Fig. 3. Transcriptomic validation of astrocytic enrichment in TRAP-RNA from Aldh1l1-NuTRAP mouse brain.

a TRAP-isolated RNA from input, TRAP-negative and TRAP-positive fractions were examined by qPCR for enrichment and depletion of selected cell-specific genes for astrocytes, microglia, neurons, and oligodendrocytes. Bar graphs represent mean relative gene expression ± SEM for each gene measured. *p < 0.05, **p < 0.01, ***p < 0.001 by RM one-way ANOVA with Benjamini–Hochberg multiple testing correction followed by Tukey’s multiple comparison test across fractions (n = 6/group). b RNAseq analysis was performed on all fractions and total brain RNA (n = 3/group). Principal component analysis of transcriptome profiles showed separation of positive fraction from input, negative, and tissue samples by the first component. c Expression of cell-type marker gene lists, generated from cell-sorting studies shows enrichment of astrocytic genes and depletion of other cell-type marker genes in the positive fraction versus other fractions. d Enrichment or depletion of marker genes is presented as the fold change (Positive fraction/Input).
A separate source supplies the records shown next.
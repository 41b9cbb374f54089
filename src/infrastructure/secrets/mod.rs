//! Secret store implementations
//!
//! Key secrets can be kept in process memory (tests and local runs) or in
//! AWS Secrets Manager, optionally behind a TTL cache.

mod aws_secrets_manager;
mod cached;
mod factory;
mod in_memory;

pub use aws_secrets_manager::{
    AwsSecretsManagerStore, RealSecretsManagerClient, SecretsManagerClientTrait,
};
pub use cached::CachedSecretStore;
pub use factory::SecretStoreFactory;
pub use in_memory::InMemorySecretStore;
//! CLI module for PMP Request Auth
//!
//! Provides subcommands for working with signed requests:
//! - `sign`: sign a body and print the authentication headers
//! - `nonce`: generate nonces
//! - `config`: print the effective configuration
//! - `demo`: issue, sign and verify against in-memory stores

pub mod demo;
pub mod nonce;
pub mod show_config;
pub mod sign;

use clap::{Parser, Subcommand};

use crate::config::{LogFormat, LoggingConfig};

/// PMP Request Auth - HMAC request signing and API key lifecycle
#[derive(Parser)]
#[command(name = "pmp-request-auth")]
#[command(version, about, long_about = None)]
pub struct Cli {
    /// Log level (RUST_LOG takes precedence)
    #[arg(long, global = true, default_value = "warn")]
    pub log_level: String,

    /// Emit logs as JSON
    #[arg(long, global = true)]
    pub log_json: bool,

    #[command(subcommand)]
    pub command: Command,
}

impl Cli {
    pub fn logging(&self) -> LoggingConfig {
        LoggingConfig {
            level: self.log_level.clone(),
            format: if self.log_json {
                LogFormat::Json
            } else {
                LogFormat::Pretty
            },
        }
    }
}

#[derive(Subcommand)]
pub enum Command {
    /// Sign a request body
    Sign(sign::SignArgs),

    /// Generate request nonces
    Nonce(nonce::NonceArgs),

    /// Print the effective authentication configuration
    Config,

    /// Issue a key in memory, sign a request with it and verify it
    Demo(demo::DemoArgs),
}
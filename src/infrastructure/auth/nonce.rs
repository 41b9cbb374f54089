//! Nonce generation
//!
//! Nonces are fixed-length random tokens, base64 encoded, drawn from an
//! injected [`RandomSource`].

use std::sync::Arc;

use base64::{engine::general_purpose::STANDARD, Engine};

use crate::domain::{OsRandom, RandomSource};

/// Minimum nonce size: 128 bits of entropy
pub const MIN_NONCE_BYTES: usize = 16;

/// Longest nonce a verifier accepts, in encoded characters
pub const MAX_NONCE_LENGTH: usize = 256;

/// Largest nonce size whose encoding fits in [`MAX_NONCE_LENGTH`]
pub const MAX_NONCE_BYTES: usize = MAX_NONCE_LENGTH / 4 * 3;

/// Generator for single-use request nonces
#[derive(Debug, Clone)]
pub struct NonceGenerator {
    random: Arc<dyn RandomSource>,
    bytes: usize,
}

impl NonceGenerator {
    /// Create a generator; sizes are clamped to the accepted range
    pub fn new(random: Arc<dyn RandomSource>, bytes: usize) -> Self {
        Self {
            random,
            bytes: bytes.clamp(MIN_NONCE_BYTES, MAX_NONCE_BYTES),
        }
    }

    /// Generator backed by the operating system CSPRNG
    pub fn os() -> Self {
        Self::new(Arc::new(OsRandom), MIN_NONCE_BYTES)
    }

    pub fn byte_len(&self) -> usize {
        self.bytes
    }

    /// Generate a new nonce
    pub fn generate(&self) -> String {
        let mut buf = vec![0u8; self.bytes];
        self.random.fill_bytes(&mut buf);
        STANDARD.encode(&buf)
    }
}

impl Default for NonceGenerator {
    fn default() -> Self {
        Self::os()
    }
}
//! Inbound request shapes for key issuance

use chrono::{DateTime, Utc};
use serde::{Deserialize, Serialize};

use super::endpoint::EndpointList;

/// Parameters for issuing a new API key
#[derive(Debug, Clone, Default, Serialize, Deserialize)]
pub struct IssueKeyRequest {
    /// Free-text purpose of the key
    #[serde(default)]
    pub description: Option<String>,
    /// Requests allowed per window; the configured default applies when absent
    #[serde(default)]
    pub rate_limit: Option<u32>,
    /// Endpoint patterns; the configured default applies when absent
    #[serde(default)]
    pub allowed_endpoints: Option<EndpointList>,
    /// Absolute expiry
    #[serde(default)]
    pub expires_at: Option<DateTime<Utc>>,
    /// Relative expiry in days
    #[serde(default)]
    pub valid_for_days: Option<u32>,
}

impl IssueKeyRequest {
    pub fn new() -> Self {
        Self::default()
    }

    pub fn with_description(mut self, description: impl Into<String>) -> Self {
        self.description = Some(description.into());
        self
    }

    pub fn with_rate_limit(mut self, rate_limit: u32) -> Self {
        self.rate_limit = Some(rate_limit);
        self
    }

    pub fn with_allowed_endpoints(mut self, endpoints: EndpointList) -> Self {
        self.allowed_endpoints = Some(endpoints);
        self
    }

    pub fn with_expires_at(mut self, expires_at: DateTime<Utc>) -> Self {
        self.expires_at = Some(expires_at);
        self
    }

    pub fn with_valid_for_days(mut self, days: u32) -> Self {
        self.valid_for_days = Some(days);
        self
    }
}
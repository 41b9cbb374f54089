//! API Key validation utilities

use std::fmt;

use chrono::{DateTime, Utc};
use thiserror::Error;

use super::endpoint::EndpointList;
use super::request::IssueKeyRequest;

/// Errors that can occur during identifier validation
#[derive(Debug, Error, Clone, PartialEq)]
pub enum ApiKeyValidationError {
    #[error("Identifier cannot be empty")]
    EmptyId,

    #[error("Identifier exceeds maximum length of {0} characters")]
    TooLong(usize),

    #[error("Identifier must start with a letter or number")]
    InvalidStart,

    #[error("Identifier must end with a letter or number")]
    InvalidEnd,

    #[error("Identifier contains invalid character: '{0}'. Only alphanumeric characters and hyphens are allowed")]
    InvalidCharacter(char),

    #[error("Identifier cannot contain consecutive hyphens")]
    ConsecutiveHyphens,
}

const MAX_API_KEY_ID_LENGTH: usize = 50;
const MAX_MERCHANT_ID_LENGTH: usize = 64;

/// Maximum length of a key description
pub const MAX_DESCRIPTION_LENGTH: usize = 255;

/// Longest lifetime a key may be issued or renewed with
pub const MAX_KEY_LIFETIME_DAYS: u32 = 3650;

/// Validate an API key ID
///
/// Rules:
/// - Cannot be empty
/// - Maximum 50 characters
/// - Only alphanumeric characters and hyphens
/// - Must start and end with alphanumeric
/// - No consecutive hyphens
pub fn validate_api_key_id(id: &str) -> Result<(), ApiKeyValidationError> {
    validate_identifier(id, MAX_API_KEY_ID_LENGTH)
}

/// Validate a merchant ID (same rules as key IDs, up to 64 characters)
pub fn validate_merchant_id(id: &str) -> Result<(), ApiKeyValidationError> {
    validate_identifier(id, MAX_MERCHANT_ID_LENGTH)
}

fn validate_identifier(id: &str, max_len: usize) -> Result<(), ApiKeyValidationError> {
    if id.is_empty() {
        return Err(ApiKeyValidationError::EmptyId);
    }

    if id.len() > max_len {
        return Err(ApiKeyValidationError::TooLong(max_len));
    }

    let chars: Vec<char> = id.chars().collect();

    if !chars[0].is_ascii_alphanumeric() {
        return Err(ApiKeyValidationError::InvalidStart);
    }

    if !chars[chars.len() - 1].is_ascii_alphanumeric() {
        return Err(ApiKeyValidationError::InvalidEnd);
    }

    let mut prev_hyphen = false;

    for c in &chars {
        if *c == '-' {
            if prev_hyphen {
                return Err(ApiKeyValidationError::ConsecutiveHyphens);
            }
            prev_hyphen = true;
        } else if c.is_ascii_alphanumeric() {
            prev_hyphen = false;
        } else {
            return Err(ApiKeyValidationError::InvalidCharacter(*c));
        }
    }

    Ok(())
}

/// A single rejected field
#[derive(Debug, Clone, PartialEq, Eq)]
pub struct FieldViolation {
    pub field: &'static str,
    pub message: String,
}

/// Every problem found in a request, in field order
#[derive(Debug, Clone, Default, PartialEq, Eq)]
pub struct ValidationReport {
    violations: Vec<FieldViolation>,
}

impl ValidationReport {
    fn push(&mut self, field: &'static str, message: impl Into<String>) {
        self.violations.push(FieldViolation {
            field,
            message: message.into(),
        });
    }

    pub fn violations(&self) -> &[FieldViolation] {
        &self.violations
    }

    pub fn is_empty(&self) -> bool {
        self.violations.is_empty()
    }

    /// Whether a given field was rejected
    pub fn has_field(&self, field: &str) -> bool {
        self.violations.iter().any(|v| v.field == field)
    }
}

impl fmt::Display for ValidationReport {
    fn fmt(&self, f: &mut fmt::Formatter<'_>) -> fmt::Result {
        let parts: Vec<String> = self
            .violations
            .iter()
            .map(|v| format!("{}: {}", v.field, v.message))
            .collect();
        write!(f, "{}", parts.join("; "))
    }
}

/// How the expiry of a new key was specified
#[derive(Debug, Clone, Copy, PartialEq, Eq)]
pub enum KeyExpiry {
    /// Absolute expiry instant
    At(DateTime<Utc>),
    /// Relative lifetime in days
    AfterDays(u32),
    /// Neither given; the configured rotation period applies
    RotationPeriod,
}

/// A request that passed validation
#[derive(Debug, Clone, PartialEq)]
pub struct ValidatedIssueRequest {
    pub description: Option<String>,
    pub rate_limit: Option<u32>,
    pub allowed_endpoints: Option<Vec<String>>,
    pub expiry: KeyExpiry,
}

/// Validate an issuance request.
///
/// Expiry is given either as `expires_at` or as `valid_for_days`, never both.
/// All violations are collected instead of stopping at the first one.
pub fn validate_issue_request(
    request: &IssueKeyRequest,
    now: DateTime<Utc>,
) -> Result<ValidatedIssueRequest, ValidationReport> {
    let mut report = ValidationReport::default();

    let description = request
        .description
        .as_deref()
        .map(str::trim)
        .filter(|d| !d.is_empty())
        .map(str::to_string);

    if let Some(ref d) = description {
        if d.chars().count() > MAX_DESCRIPTION_LENGTH {
            report.push(
                "description",
                format!("must be at most {} characters", MAX_DESCRIPTION_LENGTH),
            );
        }
    }

    if request.rate_limit == Some(0) {
        report.push("rate_limit", "must be greater than zero");
    }

    let allowed_endpoints = request
        .allowed_endpoints
        .clone()
        .map(|list| EndpointList::resolve(Some(list)));

    if let Some(ref patterns) = allowed_endpoints {
        for pattern in patterns {
            if !pattern.starts_with('/') {
                report.push(
                    "allowed_endpoints",
                    format!("pattern '{}' must start with '/'", pattern),
                );
            }
        }
    }

    let expiry = match (request.expires_at, request.valid_for_days) {
        (Some(_), Some(_)) => {
            report.push(
                "expires_at",
                "expires_at and valid_for_days are mutually exclusive",
            );
            KeyExpiry::RotationPeriod
        }
        (Some(at), None) => {
            if at <= now {
                report.push("expires_at", "must be in the future");
            }
            KeyExpiry::At(at)
        }
        (None, Some(0)) => {
            report.push("valid_for_days", "must be greater than zero");
            KeyExpiry::RotationPeriod
        }
        (None, Some(days)) if days > MAX_KEY_LIFETIME_DAYS => {
            report.push(
                "valid_for_days",
                format!("must be at most {}", MAX_KEY_LIFETIME_DAYS),
            );
            KeyExpiry::RotationPeriod
        }
        (None, Some(days)) => KeyExpiry::AfterDays(days),
        (None, None) => KeyExpiry::RotationPeriod,
    };

    if !report.is_empty() {
        return Err(report);
    }

    Ok(ValidatedIssueRequest {
        description,
        rate_limit: request.rate_limit,
        allowed_endpoints,
        expiry,
    })
}

#[cfg(test)]
mod tests {
    use super::*;
    use chrono::{Duration, TimeZone};

    fn now() -> DateTime<Utc> {
        Utc.with_ymd_and_hms(2024, 1, 1, 0, 0, 0).unwrap()
    }

    #[test]
    fn test_valid_api_key_ids() {
        assert!(validate_api_key_id("my-api-key").is_ok());
        assert!(validate_api_key_id("key123").is_ok());
        assert!(validate_api_key_id("a").is_ok());
        assert!(validate_api_key_id("6f1c2a3e-9d7b-4f0a-8c1e-2b3d4e5f6a7b").is_ok());
    }

    #[test]
    fn test_empty_id() {
        assert_eq!(validate_api_key_id(""), Err(ApiKeyValidationError::EmptyId));
    }

    #[test]
    fn test_too_long_ids() {
        assert_eq!(
            validate_api_key_id(&"a".repeat(51)),
            Err(ApiKeyValidationError::TooLong(50))
        );
        assert!(validate_merchant_id(&"a".repeat(64)).is_ok());
        assert_eq!(
            validate_merchant_id(&"a".repeat(65)),
            Err(ApiKeyValidationError::TooLong(64))
        );
    }

    #[test]
    fn test_invalid_edges_and_characters() {
        assert_eq!(validate_api_key_id("-key"), Err(ApiKeyValidationError::InvalidStart));
        assert_eq!(validate_api_key_id("key-"), Err(ApiKeyValidationError::InvalidEnd));
        assert_eq!(
            validate_merchant_id("merchant_1"),
            Err(ApiKeyValidationError::InvalidCharacter('_'))
        );
        assert_eq!(
            validate_merchant_id("m--1"),
            Err(ApiKeyValidationError::ConsecutiveHyphens)
        );
    }

    #[test]
    fn test_empty_request_uses_rotation_period() {
        let validated = validate_issue_request(&IssueKeyRequest::default(), now()).unwrap();

        assert_eq!(validated.expiry, KeyExpiry::RotationPeriod);
        assert!(validated.description.is_none());
        assert!(validated.allowed_endpoints.is_none());
    }

    #[test]
    fn test_expires_at_or_days_not_both() {
        let request = IssueKeyRequest {
            expires_at: Some(now() + Duration::days(10)),
            valid_for_days: Some(10),
            ..Default::default()
        };

        let report = validate_issue_request(&request, now()).unwrap_err();
        assert!(report.has_field("expires_at"));
    }

    #[test]
    fn test_expiry_variants() {
        let at = now() + Duration::days(3);
        let by_instant = IssueKeyRequest {
            expires_at: Some(at),
            ..Default::default()
        };
        let by_days = IssueKeyRequest {
            valid_for_days: Some(7),
            ..Default::default()
        };

        assert_eq!(
            validate_issue_request(&by_instant, now()).unwrap().expiry,
            KeyExpiry::At(at)
        );
        assert_eq!(
            validate_issue_request(&by_days, now()).unwrap().expiry,
            KeyExpiry::AfterDays(7)
        );
    }

    #[test]
    fn test_valid_for_days_upper_bound() {
        let longest = IssueKeyRequest {
            valid_for_days: Some(MAX_KEY_LIFETIME_DAYS),
            ..Default::default()
        };
        assert!(validate_issue_request(&longest, now()).is_ok());

        let too_long = IssueKeyRequest {
            valid_for_days: Some(100_000_000),
            ..Default::default()
        };
        let report = validate_issue_request(&too_long, now()).unwrap_err();
        assert!(report.has_field("valid_for_days"));
    }

    #[test]
    fn test_collects_every_violation() {
        let request = IssueKeyRequest {
            description: Some("x".repeat(256)),
            rate_limit: Some(0),
            allowed_endpoints: Some(EndpointList::One("v1/no-slash".to_string())),
            expires_at: Some(now() - Duration::seconds(1)),
            valid_for_days: None,
        };

        let report = validate_issue_request(&request, now()).unwrap_err();

        assert_eq!(report.violations().len(), 4);
        assert!(report.has_field("description"));
        assert!(report.has_field("rate_limit"));
        assert!(report.has_field("allowed_endpoints"));
        assert!(report.has_field("expires_at"));
        assert!(report.to_string().contains("rate_limit: must be greater than zero"));
    }

    #[test]
    fn test_blank_description_is_dropped() {
        let request = IssueKeyRequest {
            description: Some("   ".to_string()),
            ..Default::default()
        };

        assert!(validate_issue_request(&request, now()).unwrap().description.is_none());
    }
}
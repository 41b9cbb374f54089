//! API Key entity and related types

use chrono::{DateTime, Duration, Utc};
use serde::{Deserialize, Serialize};

use super::endpoint::EndpointScope;
use super::validation::{validate_api_key_id, validate_merchant_id, ApiKeyValidationError};
use crate::domain::secret::SecretRef;

/// API Key identifier - alphanumeric + hyphens, max 50 characters
#[derive(Debug, Clone, PartialEq, Eq, Hash, Serialize, Deserialize)]
#[serde(try_from = "String", into = "String")]
pub struct ApiKeyId(String);

impl ApiKeyId {
    /// Create a new ApiKeyId after validation
    pub fn new(id: impl Into<String>) -> Result<Self, ApiKeyValidationError> {
        let id = id.into();
        validate_api_key_id(&id)?;
        Ok(Self(id))
    }

    /// Generate a fresh random identifier
    pub fn generate() -> Self {
        Self(uuid::Uuid::new_v4().to_string())
    }

    /// Get the inner string value
    pub fn as_str(&self) -> &str {
        &self.0
    }
}

impl TryFrom<String> for ApiKeyId {
    type Error = ApiKeyValidationError;

    fn try_from(value: String) -> Result<Self, Self::Error> {
        Self::new(value)
    }
}

impl From<ApiKeyId> for String {
    fn from(id: ApiKeyId) -> Self {
        id.0
    }
}

impl std::fmt::Display for ApiKeyId {
    fn fmt(&self, f: &mut std::fmt::Formatter<'_>) -> std::fmt::Result {
        write!(f, "{}", self.0)
    }
}

/// Owning tenant of a key
#[derive(Debug, Clone, PartialEq, Eq, Hash, Serialize, Deserialize)]
#[serde(try_from = "String", into = "String")]
pub struct MerchantId(String);

impl MerchantId {
    pub fn new(id: impl Into<String>) -> Result<Self, ApiKeyValidationError> {
        let id = id.into();
        validate_merchant_id(&id)?;
        Ok(Self(id))
    }

    pub fn as_str(&self) -> &str {
        &self.0
    }
}

impl TryFrom<String> for MerchantId {
    type Error = ApiKeyValidationError;

    fn try_from(value: String) -> Result<Self, Self::Error> {
        Self::new(value)
    }
}

impl From<MerchantId> for String {
    fn from(id: MerchantId) -> Self {
        id.0
    }
}

impl std::fmt::Display for MerchantId {
    fn fmt(&self, f: &mut std::fmt::Formatter<'_>) -> std::fmt::Result {
        write!(f, "{}", self.0)
    }
}

/// Status of an API key
#[derive(Debug, Clone, Copy, PartialEq, Eq, Serialize, Deserialize, Default)]
#[serde(rename_all = "SCREAMING_SNAKE_CASE")]
pub enum ApiKeyStatus {
    /// Key is active and can be used
    #[default]
    Active,
    /// Key has been revoked and cannot be used
    Revoked,
    /// Key has expired
    Expired,
}

impl ApiKeyStatus {
    /// Check if the key is usable
    pub fn is_usable(&self) -> bool {
        matches!(self, Self::Active)
    }
}

impl std::fmt::Display for ApiKeyStatus {
    fn fmt(&self, f: &mut std::fmt::Formatter<'_>) -> std::fmt::Result {
        match self {
            Self::Active => write!(f, "ACTIVE"),
            Self::Revoked => write!(f, "REVOKED"),
            Self::Expired => write!(f, "EXPIRED"),
        }
    }
}

/// Secret replaced by a rotation, still honoured until `valid_until`
#[derive(Debug, Clone, PartialEq, Eq, Serialize, Deserialize)]
pub struct PreviousSecret {
    pub secret_ref: SecretRef,
    pub valid_until: DateTime<Utc>,
}

/// API Key entity
#[derive(Debug, Clone, Serialize, Deserialize)]
pub struct ApiKey {
    /// Unique identifier for the key
    id: ApiKeyId,
    /// Tenant that owns the key
    merchant_id: MerchantId,
    /// Handle of the current secret in the secret store
    secret_ref: SecretRef,
    /// Incremented on every rotation
    secret_version: u32,
    /// Secret from before the last rotation, during its overlap window
    #[serde(skip_serializing_if = "Option::is_none")]
    previous_secret: Option<PreviousSecret>,
    /// Current status of the key
    status: ApiKeyStatus,
    /// Requests allowed per rate-limit window
    rate_limit: u32,
    /// Endpoint patterns this key may call (empty = unrestricted)
    #[serde(default)]
    allowed_endpoints: EndpointScope,
    /// Description of the key's purpose
    #[serde(skip_serializing_if = "Option::is_none")]
    description: Option<String>,
    /// Creation timestamp
    created_at: DateTime<Utc>,
    /// Instant after which the key no longer verifies
    expires_at: DateTime<Utc>,
    #[serde(skip_serializing_if = "Option::is_none")]
    rotated_at: Option<DateTime<Utc>>,
    #[serde(skip_serializing_if = "Option::is_none")]
    revoked_at: Option<DateTime<Utc>>,
    #[serde(skip_serializing_if = "Option::is_none")]
    revocation_reason: Option<String>,
    /// Last successful verification
    #[serde(skip_serializing_if = "Option::is_none")]
    last_used_at: Option<DateTime<Utc>>,
    /// Last update timestamp
    updated_at: DateTime<Utc>,
}

impl ApiKey {
    /// Create a new active API key
    pub fn new(
        id: ApiKeyId,
        merchant_id: MerchantId,
        secret_ref: SecretRef,
        rate_limit: u32,
        created_at: DateTime<Utc>,
        expires_at: DateTime<Utc>,
    ) -> Self {
        Self {
            id,
            merchant_id,
            secret_ref,
            secret_version: 1,
            previous_secret: None,
            status: ApiKeyStatus::Active,
            rate_limit,
            allowed_endpoints: EndpointScope::default(),
            description: None,
            created_at,
            expires_at,
            rotated_at: None,
            revoked_at: None,
            revocation_reason: None,
            last_used_at: None,
            updated_at: created_at,
        }
    }

    /// Set description
    pub fn with_description(mut self, description: impl Into<String>) -> Self {
        self.description = Some(description.into());
        self
    }

    /// Set allowed endpoint patterns
    pub fn with_allowed_endpoints(mut self, endpoints: Vec<String>) -> Self {
        self.allowed_endpoints = EndpointScope::new(endpoints);
        self
    }

    // Getters

    pub fn id(&self) -> &ApiKeyId {
        &self.id
    }

    pub fn merchant_id(&self) -> &MerchantId {
        &self.merchant_id
    }

    pub fn secret_ref(&self) -> &SecretRef {
        &self.secret_ref
    }

    pub fn secret_version(&self) -> u32 {
        self.secret_version
    }

    pub fn previous_secret(&self) -> Option<&PreviousSecret> {
        self.previous_secret.as_ref()
    }

    pub fn status(&self) -> ApiKeyStatus {
        self.status
    }

    pub fn rate_limit(&self) -> u32 {
        self.rate_limit
    }

    pub fn allowed_endpoints(&self) -> &[String] {
        self.allowed_endpoints.patterns()
    }

    pub fn description(&self) -> Option<&str> {
        self.description.as_deref()
    }

    pub fn created_at(&self) -> DateTime<Utc> {
        self.created_at
    }

    pub fn expires_at(&self) -> DateTime<Utc> {
        self.expires_at
    }

    pub fn rotated_at(&self) -> Option<DateTime<Utc>> {
        self.rotated_at
    }

    pub fn revoked_at(&self) -> Option<DateTime<Utc>> {
        self.revoked_at
    }

    pub fn revocation_reason(&self) -> Option<&str> {
        self.revocation_reason.as_deref()
    }

    pub fn last_used_at(&self) -> Option<DateTime<Utc>> {
        self.last_used_at
    }

    pub fn updated_at(&self) -> DateTime<Utc> {
        self.updated_at
    }

    // Status checks

    /// Status as seen at `now`; an active key past its expiry reads as expired
    pub fn effective_status(&self, now: DateTime<Utc>) -> ApiKeyStatus {
        match self.status {
            ApiKeyStatus::Active if now >= self.expires_at => ApiKeyStatus::Expired,
            status => status,
        }
    }

    /// Check if the key is usable at `now`
    pub fn is_valid_at(&self, now: DateTime<Utc>) -> bool {
        self.effective_status(now).is_usable()
    }

    /// Check whether the key may call an endpoint
    pub fn allows_endpoint(&self, endpoint: &str) -> bool {
        self.allowed_endpoints.allows(endpoint)
    }

    /// Secrets that verify at `now`: the current one first, then the
    /// previous one while its overlap window is open.
    pub fn verification_secrets(&self, now: DateTime<Utc>) -> Vec<&SecretRef> {
        let mut refs = vec![&self.secret_ref];

        if let Some(ref previous) = self.previous_secret {
            if now < previous.valid_until {
                refs.push(&previous.secret_ref);
            }
        }

        refs
    }

    // Mutators

    /// Install a new secret version.
    ///
    /// The old secret keeps verifying for `overlap`; a zero overlap drops it
    /// immediately. The key lifetime restarts at `expires_at`.
    pub fn rotate_secret(
        &mut self,
        new_secret_ref: SecretRef,
        now: DateTime<Utc>,
        overlap: Duration,
        expires_at: DateTime<Utc>,
    ) {
        let old_ref = std::mem::replace(&mut self.secret_ref, new_secret_ref);

        self.previous_secret = if overlap > Duration::zero() {
            Some(PreviousSecret {
                secret_ref: old_ref,
                valid_until: now + overlap,
            })
        } else {
            None
        };

        self.secret_version += 1;
        self.expires_at = expires_at;
        self.rotated_at = Some(now);
        self.touch(now);
    }

    /// Revoke the key; returns false when it was already revoked
    pub fn revoke(&mut self, reason: Option<String>, now: DateTime<Utc>) -> bool {
        if self.status == ApiKeyStatus::Revoked {
            return false;
        }

        self.status = ApiKeyStatus::Revoked;
        self.revoked_at = Some(now);
        self.revocation_reason = reason;
        self.previous_secret = None;
        self.touch(now);
        true
    }

    /// Persist the lazily detected expiry; returns false if nothing changed
    pub fn mark_expired(&mut self, now: DateTime<Utc>) -> bool {
        if self.status != ApiKeyStatus::Active || now < self.expires_at {
            return false;
        }

        self.status = ApiKeyStatus::Expired;
        self.touch(now);
        true
    }

    /// Drop a previous secret whose overlap window has closed
    pub fn clear_closed_overlap(&mut self, now: DateTime<Utc>) -> bool {
        match self.previous_secret {
            Some(ref previous) if now >= previous.valid_until => {
                self.previous_secret = None;
                self.touch(now);
                true
            }
            _ => false,
        }
    }

    /// Record key usage
    pub fn record_usage(&mut self, now: DateTime<Utc>) {
        self.last_used_at = Some(now);
    }

    fn touch(&mut self, now: DateTime<Utc>) {
        self.updated_at = now;
    }
}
Astrocyte marker genes were enriched in the positive fraction while genes from other cell types were generally depleted in the positive faction relative to input. e Astrocyte marker genes identified in prior Ribo-Tag analysis (FC > 5 Positive fraction/Input) with the same cre line¹² and with a Gfap-cre line¹⁹ were compared to the marker genes identified from the Aldh1l1-NuTRAP, demonstrating 127 ribosomal-tagging common astrocyte marker genes. f Pearson correlation of the fold change (Positive fraction/Input) for all expressed genes observed in all ribosomal profiling studies have similar levels of transcriptome enrichment and depletion. g Astrocyte markers from at least two ribosomal profiling studies were compared to astrocyte markers from cell-sorting studies¹⁸ to identify 88 isolation method-independent astrocyte markers.